**Material to process:**
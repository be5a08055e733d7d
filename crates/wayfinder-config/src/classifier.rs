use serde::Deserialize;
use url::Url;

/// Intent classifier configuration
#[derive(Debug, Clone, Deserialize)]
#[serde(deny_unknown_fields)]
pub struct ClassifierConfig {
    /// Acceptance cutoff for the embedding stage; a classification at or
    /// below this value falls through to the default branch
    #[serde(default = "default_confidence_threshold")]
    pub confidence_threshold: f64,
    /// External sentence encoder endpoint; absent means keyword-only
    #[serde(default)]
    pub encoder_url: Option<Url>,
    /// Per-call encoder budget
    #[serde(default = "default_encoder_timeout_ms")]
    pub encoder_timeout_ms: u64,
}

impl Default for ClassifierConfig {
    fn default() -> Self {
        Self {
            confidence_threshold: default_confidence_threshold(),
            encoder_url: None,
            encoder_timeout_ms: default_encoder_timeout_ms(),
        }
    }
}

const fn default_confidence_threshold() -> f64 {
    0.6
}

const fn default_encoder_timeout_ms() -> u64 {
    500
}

...

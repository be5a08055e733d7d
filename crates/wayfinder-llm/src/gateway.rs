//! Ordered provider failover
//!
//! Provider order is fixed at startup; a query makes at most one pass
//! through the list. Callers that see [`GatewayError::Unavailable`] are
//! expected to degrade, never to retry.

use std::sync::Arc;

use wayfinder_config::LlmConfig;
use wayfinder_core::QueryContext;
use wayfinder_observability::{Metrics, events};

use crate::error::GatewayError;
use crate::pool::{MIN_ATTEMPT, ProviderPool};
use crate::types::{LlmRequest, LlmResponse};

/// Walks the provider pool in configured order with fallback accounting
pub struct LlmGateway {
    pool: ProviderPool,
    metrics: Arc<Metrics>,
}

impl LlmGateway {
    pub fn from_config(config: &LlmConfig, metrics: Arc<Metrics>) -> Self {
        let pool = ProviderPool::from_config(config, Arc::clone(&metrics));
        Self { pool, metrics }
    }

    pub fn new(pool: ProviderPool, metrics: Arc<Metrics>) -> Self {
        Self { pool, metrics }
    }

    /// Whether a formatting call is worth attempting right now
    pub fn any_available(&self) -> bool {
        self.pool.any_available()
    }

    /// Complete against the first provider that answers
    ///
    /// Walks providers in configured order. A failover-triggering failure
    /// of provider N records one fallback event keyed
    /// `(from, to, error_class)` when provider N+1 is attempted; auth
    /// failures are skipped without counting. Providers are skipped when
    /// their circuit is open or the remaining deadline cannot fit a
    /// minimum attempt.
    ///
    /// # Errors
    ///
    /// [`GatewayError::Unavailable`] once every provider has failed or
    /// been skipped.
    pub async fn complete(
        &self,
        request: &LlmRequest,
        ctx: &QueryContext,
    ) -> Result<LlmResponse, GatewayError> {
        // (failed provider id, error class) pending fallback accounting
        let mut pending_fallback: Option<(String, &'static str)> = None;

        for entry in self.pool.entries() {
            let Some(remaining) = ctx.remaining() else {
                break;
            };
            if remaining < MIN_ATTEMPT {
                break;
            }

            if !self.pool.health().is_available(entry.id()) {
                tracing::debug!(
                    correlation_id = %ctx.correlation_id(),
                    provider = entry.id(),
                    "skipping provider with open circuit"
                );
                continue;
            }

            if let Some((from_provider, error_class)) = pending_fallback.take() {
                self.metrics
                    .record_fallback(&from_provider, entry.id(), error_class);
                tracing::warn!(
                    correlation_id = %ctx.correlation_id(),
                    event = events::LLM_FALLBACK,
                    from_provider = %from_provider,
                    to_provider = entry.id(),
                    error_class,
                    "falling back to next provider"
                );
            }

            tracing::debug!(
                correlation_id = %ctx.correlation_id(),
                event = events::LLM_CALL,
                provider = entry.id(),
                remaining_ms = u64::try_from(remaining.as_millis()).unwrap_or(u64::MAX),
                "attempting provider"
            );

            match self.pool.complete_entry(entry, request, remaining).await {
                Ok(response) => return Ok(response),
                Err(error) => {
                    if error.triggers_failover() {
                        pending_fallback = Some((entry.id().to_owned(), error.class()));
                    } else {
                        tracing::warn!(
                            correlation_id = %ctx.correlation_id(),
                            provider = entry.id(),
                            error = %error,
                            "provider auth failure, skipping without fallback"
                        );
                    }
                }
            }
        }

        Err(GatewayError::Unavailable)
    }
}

**Exercise directions:**
If a line in the entries above contains "configured", report it.

**Solution for this exercise:**
/// Walks the provider pool in configured order with fallback accounting
    /// Walks providers in configured order. A failover-triggering failure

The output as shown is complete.